(Stored data)

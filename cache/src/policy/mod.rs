//! Eviction strategies.
//!
//! Every strategy implements [`CacheStrategy`]: a byte-bounded map from string
//! keys to [`Value`]s that decides which entry leaves when the bound is
//! exceeded. [`Strategy`] is the closed set of built-in strategies, selected
//! by [`StrategyKind`].

pub mod arc;
pub mod fifo;
pub mod lfu;
pub mod lru;
pub mod segmented;

pub(crate) mod list;
mod ordered;

use crate::error::BuildError;
use crate::listener::{notify, EvictionReason, SharedListener};
use crate::value::Value;

use std::fmt;
use std::str::FromStr;
use std::time::{Duration, Instant};

pub use arc::ArcStrategy;
pub use fifo::Fifo;
pub use lfu::Lfu;
pub use lru::Lru;
pub use ordered::OrderedStrategy;
pub use segmented::SegmentedLru;

/// A value found by [`CacheStrategy::get`], along with its last touch time.
pub type Hit<V> = (V, Option<Instant>);

/// The capability shared by all eviction strategies.
///
/// Strategies are not internally synchronized; the owning [`Cache`](crate::Cache)
/// serializes access. A capacity of `0` means unbounded.
pub trait CacheStrategy<V: Value>: Send {
  /// Looks up a key. Side effects (promotion, touch) depend on the strategy;
  /// a miss never has side effects.
  fn get(&mut self, key: &str) -> Option<Hit<V>>;

  /// Inserts or replaces a value, then evicts until the accounted size is
  /// within capacity. Returns `false` if the value is too large to store.
  fn put(&mut self, key: String, value: V) -> bool;

  /// Removes a key without notifying the listener.
  fn remove(&mut self, key: &str) -> Option<V>;

  /// Removes every entry whose TTL has elapsed. Returns how many were removed.
  fn clean_up(&mut self, ttl: Duration) -> usize;

  /// Number of resident entries.
  fn len(&self) -> usize;

  fn is_empty(&self) -> bool {
    self.len() == 0
  }

  /// Bytes currently accounted against the capacity.
  fn used_bytes(&self) -> u64;

  /// The configured byte capacity, `0` for unbounded.
  fn capacity(&self) -> u64;

  /// Drops every entry without notifying the listener.
  fn clear(&mut self);
}

/// Names one of the built-in eviction strategies.
#[derive(Debug, Clone, Copy, PartialEq, Eq, Hash, Default)]
pub enum StrategyKind {
  Fifo,
  #[default]
  Lru,
  Lfu,
  Arc,
}

impl StrategyKind {
  pub const ALL: [StrategyKind; 4] = [
    StrategyKind::Fifo,
    StrategyKind::Lru,
    StrategyKind::Lfu,
    StrategyKind::Arc,
  ];

  pub fn as_str(&self) -> &'static str {
    match self {
      StrategyKind::Fifo => "fifo",
      StrategyKind::Lru => "lru",
      StrategyKind::Lfu => "lfu",
      StrategyKind::Arc => "arc",
    }
  }

  /// Constructs a single, unsegmented strategy of this kind.
  pub fn build<V: Value>(self, capacity: u64, listener: Option<SharedListener<V>>) -> Strategy<V> {
    match self {
      StrategyKind::Fifo => Strategy::Fifo(Fifo::new(capacity, listener)),
      StrategyKind::Lru => Strategy::Lru(Lru::new(capacity, listener)),
      StrategyKind::Lfu => Strategy::Lfu(Lfu::new(capacity, listener)),
      StrategyKind::Arc => Strategy::Arc(ArcStrategy::new(capacity, listener)),
    }
  }
}

impl FromStr for StrategyKind {
  type Err = BuildError;

  /// Parses a strategy name case-insensitively.
  fn from_str(name: &str) -> Result<Self, Self::Err> {
    match name.trim().to_ascii_lowercase().as_str() {
      "fifo" => Ok(StrategyKind::Fifo),
      "lru" => Ok(StrategyKind::Lru),
      "lfu" => Ok(StrategyKind::Lfu),
      "arc" => Ok(StrategyKind::Arc),
      _ => Err(BuildError::UnsupportedStrategy(name.to_owned())),
    }
  }
}

impl fmt::Display for StrategyKind {
  fn fmt(&self, f: &mut fmt::Formatter<'_>) -> fmt::Result {
    f.write_str(self.as_str())
  }
}

/// Builds a strategy from its name, e.g. `"LRU"` or `"arc"`.
pub fn new_strategy<V: Value>(
  name: &str,
  capacity: u64,
  listener: Option<SharedListener<V>>,
) -> Result<Strategy<V>, BuildError> {
  Ok(name.parse::<StrategyKind>()?.build(capacity, listener))
}

/// One of the built-in strategies.
#[derive(Debug)]
pub enum Strategy<V> {
  Fifo(Fifo<V>),
  Lru(Lru<V>),
  Lfu(Lfu<V>),
  Arc(ArcStrategy<V>),
}

impl<V> Strategy<V> {
  pub fn kind(&self) -> StrategyKind {
    match self {
      Strategy::Fifo(_) => StrategyKind::Fifo,
      Strategy::Lru(_) => StrategyKind::Lru,
      Strategy::Lfu(_) => StrategyKind::Lfu,
      Strategy::Arc(_) => StrategyKind::Arc,
    }
  }
}

macro_rules! dispatch {
  ($self:ident, $inner:ident => $body:expr) => {
    match $self {
      Strategy::Fifo($inner) => $body,
      Strategy::Lru($inner) => $body,
      Strategy::Lfu($inner) => $body,
      Strategy::Arc($inner) => $body,
    }
  };
}

impl<V: Value> CacheStrategy<V> for Strategy<V> {
  fn get(&mut self, key: &str) -> Option<Hit<V>> {
    dispatch!(self, s => s.get(key))
  }

  fn put(&mut self, key: String, value: V) -> bool {
    dispatch!(self, s => s.put(key, value))
  }

  fn remove(&mut self, key: &str) -> Option<V> {
    dispatch!(self, s => s.remove(key))
  }

  fn clean_up(&mut self, ttl: Duration) -> usize {
    dispatch!(self, s => s.clean_up(ttl))
  }

  fn len(&self) -> usize {
    dispatch!(self, s => s.len())
  }

  fn used_bytes(&self) -> u64 {
    dispatch!(self, s => s.used_bytes())
  }

  fn capacity(&self) -> u64 {
    dispatch!(self, s => s.capacity())
  }

  fn clear(&mut self) {
    dispatch!(self, s => s.clear())
  }
}

/// `true` if an entry of `size` bytes can never fit under `capacity`.
#[inline]
pub(crate) fn oversized(capacity: u64, size: u64) -> bool {
  capacity > 0 && size > capacity
}

/// `true` while `used` exceeds a bounded `capacity`.
#[inline]
pub(crate) fn over_capacity(capacity: u64, used: u64) -> bool {
  capacity > 0 && used > capacity
}

/// Hands an evicted entry to the listener.
#[inline]
pub(crate) fn evicted<V>(listener: &Option<SharedListener<V>>, key: String, value: V, reason: EvictionReason) {
  tracing::trace!(key = %key, %reason, "entry evicted");
  notify(listener, key, value, reason);
}

#[cfg(test)]
pub(crate) mod test_util {
  use super::*;

  use parking_lot::Mutex;
  use std::sync::Arc;

  /// Records every eviction it is told about.
  #[derive(Default)]
  pub(crate) struct Recorder {
    pub(crate) events: Mutex<Vec<(String, String, EvictionReason)>>,
  }

  impl Recorder {
    pub(crate) fn listener(self: &Arc<Self>) -> Option<SharedListener<String>> {
      let recorder = Arc::clone(self);
      Some(Arc::new(move |key: String, value: String, reason: EvictionReason| {
        recorder.events.lock().push((key, value, reason));
      }))
    }

    pub(crate) fn keys(&self) -> Vec<String> {
      self.events.lock().iter().map(|(k, _, _)| k.clone()).collect()
    }
  }

  /// A one-byte key with a one-byte value accounts for two bytes.
  pub(crate) fn put1<S: CacheStrategy<String>>(strategy: &mut S, key: &str) {
    strategy.put(key.to_owned(), "x".to_owned());
  }
}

THE PROBLEM: Pull out all lines containing the word "BuildError" from the entries above.

TASK RESPONSE:
use crate::error::BuildError;
  type Err = BuildError;
      _ => Err(BuildError::UnsupportedStrategy(name.to_owned())),
) -> Result<Strategy<V>, BuildError> {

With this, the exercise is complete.